2) Though are similarly insightful, Grandin has a far bigger impact, as her innovations are embodied in physical capital, e.g., the layout of large plants, chosen by large firms. She has revolutionized an industry. In contrast, Brannaman’s innovations are embodied in human capital chosen by small organizations. While Brannaman is personally impressive, it is far from clear how much practice people like him have really changed. Capital intensity does indeed promote innovation.
3) Many doubt that we should feel bad about animal suffering, because they doubt animal minds react like human minds to force, pain, etc. The impressive abilities of Grandin and Brannaman to predict animal behavior by imagining themselves in animal situations supports their claim that cattle and horse fear and suffering is recognizably similar to human fear and suffering. I tentatively accept that such animals are afraid and suffer in similar ways to humans, with similar types of emotions and feelings, even if they cannot think or talk as abstractly about their suffering.
4) The fact that animals are slaves does not imply that animal lives have no value, or that nothing can effect that value. Slavery need not be worse than death, and usually isn’t. A future where the vast majority of our descendants are slaves could still be a glorious future, even if not as glorious as a future where they are not slaves.

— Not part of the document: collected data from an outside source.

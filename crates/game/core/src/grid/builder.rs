use super::{Grid, GridDimensions, Terrain};
use crate::state::Position;

/// One step of a terrain paint script.
///
/// Ranges are inclusive and may be given in either order. Thickness grows
/// towards higher columns for vertical lines and higher rows for horizontal
/// lines; a thickness or size of zero paints nothing.
#[derive(Clone, Copy, Debug, PartialEq, Eq)]
#[cfg_attr(feature = "serde", derive(serde::Serialize, serde::Deserialize))]
pub enum PaintCommand {
    Cell {
        x: i32,
        y: i32,
        terrain: Terrain,
    },
    HLine {
        row: i32,
        from: i32,
        to: i32,
        thickness: u32,
        terrain: Terrain,
    },
    VLine {
        col: i32,
        from: i32,
        to: i32,
        thickness: u32,
        terrain: Terrain,
    },
    Rect {
        x: i32,
        y: i32,
        width: u32,
        height: u32,
        terrain: Terrain,
    },
}

/// Accumulates paint commands over a fixed-size matrix.
///
/// Every write outside the matrix is silently dropped, and later writes
/// replace earlier ones cell by cell.
#[derive(Clone, Debug)]
pub struct GridBuilder {
    dimensions: GridDimensions,
    cells: Vec<Terrain>,
}

impl GridBuilder {
    pub fn new(dimensions: GridDimensions) -> Self {
        Self {
            dimensions,
            cells: vec![Terrain::default(); dimensions.area()],
        }
    }

    fn paint(&mut self, x: i32, y: i32, terrain: Terrain) {
        if let Some(index) = self.dimensions.index(Position::new(x, y)) {
            self.cells[index] = terrain;
        }
    }

    /// Paints every cell of the half-open column range `[x0, x1)` crossed with
    /// the half-open row range `[y0, y1)`, clipped to the matrix.
    fn fill(&mut self, x0: i64, x1: i64, y0: i64, y1: i64, terrain: Terrain) {
        let x0 = x0.max(0);
        let y0 = y0.max(0);
        let x1 = x1.min(i64::from(self.dimensions.cols));
        let y1 = y1.min(i64::from(self.dimensions.rows));

        for y in y0..y1 {
            for x in x0..x1 {
                self.paint(x as i32, y as i32, terrain);
            }
        }
    }

    pub fn cell(&mut self, x: i32, y: i32, terrain: Terrain) -> &mut Self {
        self.paint(x, y, terrain);
        self
    }

    /// Horizontal line along `row`, spanning columns `from..=to`.
    pub fn draw_h(&mut self, row: i32, from: i32, to: i32, thickness: u32, terrain: Terrain) -> &mut Self {
        let (lo, hi) = ordered(from, to);
        let row = i64::from(row);
        self.fill(lo, hi + 1, row, row + i64::from(thickness), terrain);
        self
    }

    /// Vertical line along `col`, spanning rows `from..=to`.
    pub fn draw_v(&mut self, col: i32, from: i32, to: i32, thickness: u32, terrain: Terrain) -> &mut Self {
        let (lo, hi) = ordered(from, to);
        let col = i64::from(col);
        self.fill(col, col + i64::from(thickness), lo, hi + 1, terrain);
        self
    }

    /// Rectangular zone with its top-left corner at `(x, y)`.
    pub fn rect(&mut self, x: i32, y: i32, width: u32, height: u32, terrain: Terrain) -> &mut Self {
        let (x, y) = (i64::from(x), i64::from(y));
        self.fill(x, x + i64::from(width), y, y + i64::from(height), terrain);
        self
    }

    pub fn apply(&mut self, command: &PaintCommand) -> &mut Self {
        match *command {
            PaintCommand::Cell { x, y, terrain } => self.cell(x, y, terrain),
            PaintCommand::HLine {
                row,
                from,
                to,
                thickness,
                terrain,
            } => self.draw_h(row, from, to, thickness, terrain),
            PaintCommand::VLine {
                col,
                from,
                to,
                thickness,
                terrain,
            } => self.draw_v(col, from, to, thickness, terrain),
            PaintCommand::Rect {
                x,
                y,
                width,
                height,
                terrain,
            } => self.rect(x, y, width, height, terrain),
        }
    }

    pub fn apply_all<'a>(&mut self, commands: impl IntoIterator<Item = &'a PaintCommand>) -> &mut Self {
        for command in commands {
            self.apply(command);
        }
        self
    }

    pub fn build(&self) -> Grid {
        Grid {
            dimensions: self.dimensions,
            cells: self.cells.clone(),
        }
    }
}

fn ordered(a: i32, b: i32) -> (i64, i64) {
    let (a, b) = (i64::from(a), i64::from(b));
    (a.min(b), a.max(b))
}
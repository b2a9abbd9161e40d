use std::fs;

use tactics_content::{ContentFactory, ScenarioLoader};
use tactics_core::{Faction, GameConfig, Phase, Position, Terrain};

const RIDGE: &str = r#"(
    name: "Ridge",
    grid: Some((cols: 12, rows: 8)),
    paint: [
        VLine(col: 0, from: 0, to: 11, thickness: 1, terrain: Mountain),
        Rect(x: 4, y: 4, width: 2, height: 2, terrain: Forest),
        Cell(x: 5, y: 5, terrain: Fortress),
    ],
    units: [
        (name: "Alm", class: Lord, faction: Player, position: (x: 1, y: 1)),
        (name: "Brigand", class: Brigand, faction: Enemy, position: (x: 5, y: 5)),
    ],
)"#;

#[test]
fn loads_battle_from_data_directory() {
    let dir = tempfile::tempdir().unwrap();
    fs::create_dir(dir.path().join("scenarios")).unwrap();
    fs::write(dir.path().join("scenarios/ridge.ron"), RIDGE).unwrap();
    fs::write(
        dir.path().join("config.toml"),
        "turn_limit = 10\nfirst_faction = \"Enemy\"\n",
    )
    .unwrap();

    let manager = ContentFactory::new(dir.path()).load_battle("ridge").unwrap();

    assert_eq!(manager.phase(), Phase::Select);
    assert_eq!(manager.turn().active, Faction::Enemy);
    assert_eq!(manager.turn().remaining, Some(10));
    assert_eq!(manager.selector(), Position::new(5, 5));

    let grid = manager.grid();
    assert_eq!(grid.terrain(Position::new(0, 7)), Some(Terrain::Mountain));
    assert_eq!(grid.terrain(Position::new(4, 4)), Some(Terrain::Forest));
    assert_eq!(grid.terrain(Position::new(5, 5)), Some(Terrain::Fortress));
    assert_eq!(grid.terrain(Position::new(1, 0)), Some(Terrain::Plain));
}

#[test]
fn missing_config_falls_back_to_defaults() {
    let dir = tempfile::tempdir().unwrap();
    let config = ContentFactory::new(dir.path()).load_config().unwrap();
    assert_eq!(config, GameConfig::default());
}

#[test]
fn missing_scenario_is_an_error() {
    let dir = tempfile::tempdir().unwrap();
    let err = ContentFactory::new(dir.path())
        .load_scenario("nowhere")
        .unwrap_err();
    assert!(err.to_string().contains("nowhere.ron"));
}

#[test]
fn rejects_units_on_blocked_or_shared_cells() {
    let mut scenario = ScenarioLoader::parse(RIDGE).unwrap();
    scenario.units[0].position = Position::new(0, 3);
    let err = ContentFactory::build(&scenario, &GameConfig::default()).unwrap_err();
    assert!(err.to_string().contains("Mountain"), "{err}");

    let mut scenario = ScenarioLoader::parse(RIDGE).unwrap();
    scenario.units[0].position = Position::new(5, 5);
    assert!(ContentFactory::build(&scenario, &GameConfig::default()).is_err());

    let mut scenario = ScenarioLoader::parse(RIDGE).unwrap();
    scenario.units[0].position = Position::new(30, 1);
    let err = ContentFactory::build(&scenario, &GameConfig::default()).unwrap_err();
    assert!(err.to_string().contains("outside"), "{err}");
}

#[test]
fn bundled_sample_builds() {
    let manager = ContentFactory::sample(&GameConfig::default()).unwrap();
    assert_eq!(manager.grid().dimensions().cols, 12);
    assert_eq!(manager.grid().dimensions().rows, 8);
    assert_eq!(manager.roster().living(Faction::Player).count(), 3);
    assert_eq!(manager.roster().living(Faction::Enemy).count(), 3);
    assert!(manager.outcome().is_none());
}

#[test]
fn bundled_data_directory_loads_through_factory() {
    let data = std::path::Path::new(env!("CARGO_MANIFEST_DIR")).join("data");
    let manager = ContentFactory::new(data).load_battle("skirmish").unwrap();

    assert_eq!(manager.turn().remaining, Some(40));
    assert_eq!(manager.turn().active, Faction::Player);
    assert_eq!(manager.roster().len(), 6);
}
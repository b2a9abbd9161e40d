//! Battle configuration loader.

use std::path::Path;

use tactics_core::GameConfig;

use crate::loaders::{LoadResult, read_file};

/// Loader for battle configuration from TOML files.
pub struct ConfigLoader;

impl ConfigLoader {
    /// Load config data from a TOML file.
    ///
    /// Missing keys fall back to [`GameConfig::default`].
    pub fn load(path: &Path) -> LoadResult<GameConfig> {
        let content = read_file(path)?;
        Self::parse(&content)
    }

    pub fn parse(content: &str) -> LoadResult<GameConfig> {
        let config: GameConfig = toml::from_str(content)
            .map_err(|e| anyhow::anyhow!("Failed to parse config TOML: {}", e))?;

        Ok(config)
    }
}

#[cfg(test)]
mod tests {
    use super::*;
    use tactics_core::{Faction, GridDimensions};

    #[test]
    fn partial_config_keeps_defaults() {
        let config = ConfigLoader::parse("first_faction = \"Enemy\"").unwrap();
        assert_eq!(config.first_faction, Faction::Enemy);
        assert_eq!(config.grid, GridDimensions::new(12, 8));
        assert_eq!(config.turn_limit, None);
    }

    #[test]
    fn rejects_unknown_faction() {
        assert!(ConfigLoader::parse("first_faction = \"Neutral\"").is_err());
    }
}
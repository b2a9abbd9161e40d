//! Grid tactics terminal client.
//!
//! ```bash
//! TACTICS_SCENARIO=crates/game/content/data/scenarios/skirmish.ron cargo run -p tactics-client
//! ```

use anyhow::Result;
use tactics_client::{App, BattleBuilder, ClientConfig, logging};

#[tokio::main(flavor = "current_thread")]
async fn main() -> Result<()> {
    dotenvy::dotenv().ok();

    let config = ClientConfig::from_env();
    let _log_guard = logging::setup_logging(&config.log_dir)?;

    tracing::info!("Starting tactics client");
    tracing::debug!(?config, "client configuration");

    let manager = BattleBuilder::from_config(&config).build()?;
    let result = App::new(config, manager).run().await;

    if let Err(e) = &result {
        tracing::error!("client stopped: {e:#}");
    }
    result
}
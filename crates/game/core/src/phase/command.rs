use strum::{Display, EnumIter};

use super::Phase;

/// Confirm-style commands that drive the phase machine.
///
/// Cursor movement is not a command; see [`super::PhaseManager::move_cursor`].
#[derive(Clone, Copy, Debug, PartialEq, Eq, Hash, Display, EnumIter)]
#[strum(serialize_all = "snake_case")]
#[cfg_attr(feature = "serde", derive(serde::Serialize, serde::Deserialize))]
pub enum Command {
    Select,
    ConfirmMove,
    Attack,
    SkipAttack,
    Proceed,
    Cancel,
}

impl Command {
    /// Phase in which the command is meaningful. `None` for `Cancel`, which is
    /// accepted everywhere.
    pub const fn expected_phase(self) -> Option<Phase> {
        match self {
            Command::Select => Some(Phase::Select),
            Command::ConfirmMove => Some(Phase::Move),
            Command::Attack | Command::SkipAttack => Some(Phase::Attack),
            Command::Proceed => Some(Phase::End),
            Command::Cancel => None,
        }
    }
}

/// An accepted phase change. `from == to` only for `Cancel` issued while
/// already selecting.
#[derive(Clone, Copy, Debug, PartialEq, Eq)]
#[cfg_attr(feature = "serde", derive(serde::Serialize, serde::Deserialize))]
pub struct Transition {
    pub from: Phase,
    pub to: Phase,
}

impl Transition {
    pub const fn new(from: Phase, to: Phase) -> Self {
        Self { from, to }
    }

    pub fn is_change(&self) -> bool {
        self.from != self.to
    }
}
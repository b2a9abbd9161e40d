//! Client configuration read from the environment.
use std::env;
use std::path::PathBuf;
use std::time::Duration;

/// Terminal client configuration.
///
/// Environment variables (a `.env` file is honoured):
/// - `TACTICS_SCENARIO` - scenario RON file (default: bundled sample)
/// - `TACTICS_CONFIG` - rules TOML file (default: built-in rules)
/// - `TACTICS_TICK_MS` - frame interval in milliseconds (default: 16, minimum 1)
/// - `TACTICS_LOG_DIR` - directory for log files (default: `./logs`)
#[derive(Clone, Debug)]
pub struct ClientConfig {
    pub scenario: Option<PathBuf>,
    pub rules: Option<PathBuf>,
    pub tick: Duration,
    pub log_dir: PathBuf,
}

impl ClientConfig {
    pub const DEFAULT_TICK_MS: u64 = 16;

    pub fn from_env() -> Self {
        Self::from_lookup(|key| env::var(key).ok())
    }

    /// Builds the configuration from any key/value source.
    pub fn from_lookup(lookup: impl Fn(&str) -> Option<String>) -> Self {
        let mut config = Self::default();

        if let Some(path) = read_var::<PathBuf>(&lookup, "TACTICS_SCENARIO") {
            config.scenario = Some(path);
        }
        if let Some(path) = read_var::<PathBuf>(&lookup, "TACTICS_CONFIG") {
            config.rules = Some(path);
        }
        if let Some(ms) = read_var::<u64>(&lookup, "TACTICS_TICK_MS") {
            config.tick = Duration::from_millis(ms.max(1));
        }
        if let Some(dir) = read_var::<PathBuf>(&lookup, "TACTICS_LOG_DIR") {
            config.log_dir = dir;
        }

        config
    }
}

impl Default for ClientConfig {
    fn default() -> Self {
        Self {
            scenario: None,
            rules: None,
            tick: Duration::from_millis(Self::DEFAULT_TICK_MS),
            log_dir: PathBuf::from("logs"),
        }
    }
}

fn read_var<T>(lookup: &impl Fn(&str) -> Option<String>, key: &str) -> Option<T>
where
    T: std::str::FromStr,
{
    lookup(key)?.trim().parse().ok()
}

As things stand right now, when you die, you will be food for the bacteria in your gut. Bacteria that outnumber the cells in your body by about 10 fold and which you have sustained and carried around your whole lifetime.
If they could speak, they would say "thank you".
That wasn't the comparison discussed above. He said a slave future would be "not as glorious as a future where they are not slaves", but that if they were slaves there could be better vs worse conditions. And according to mathematicians there are multiple infinities, so your statement can be entirely compatible with this blog post!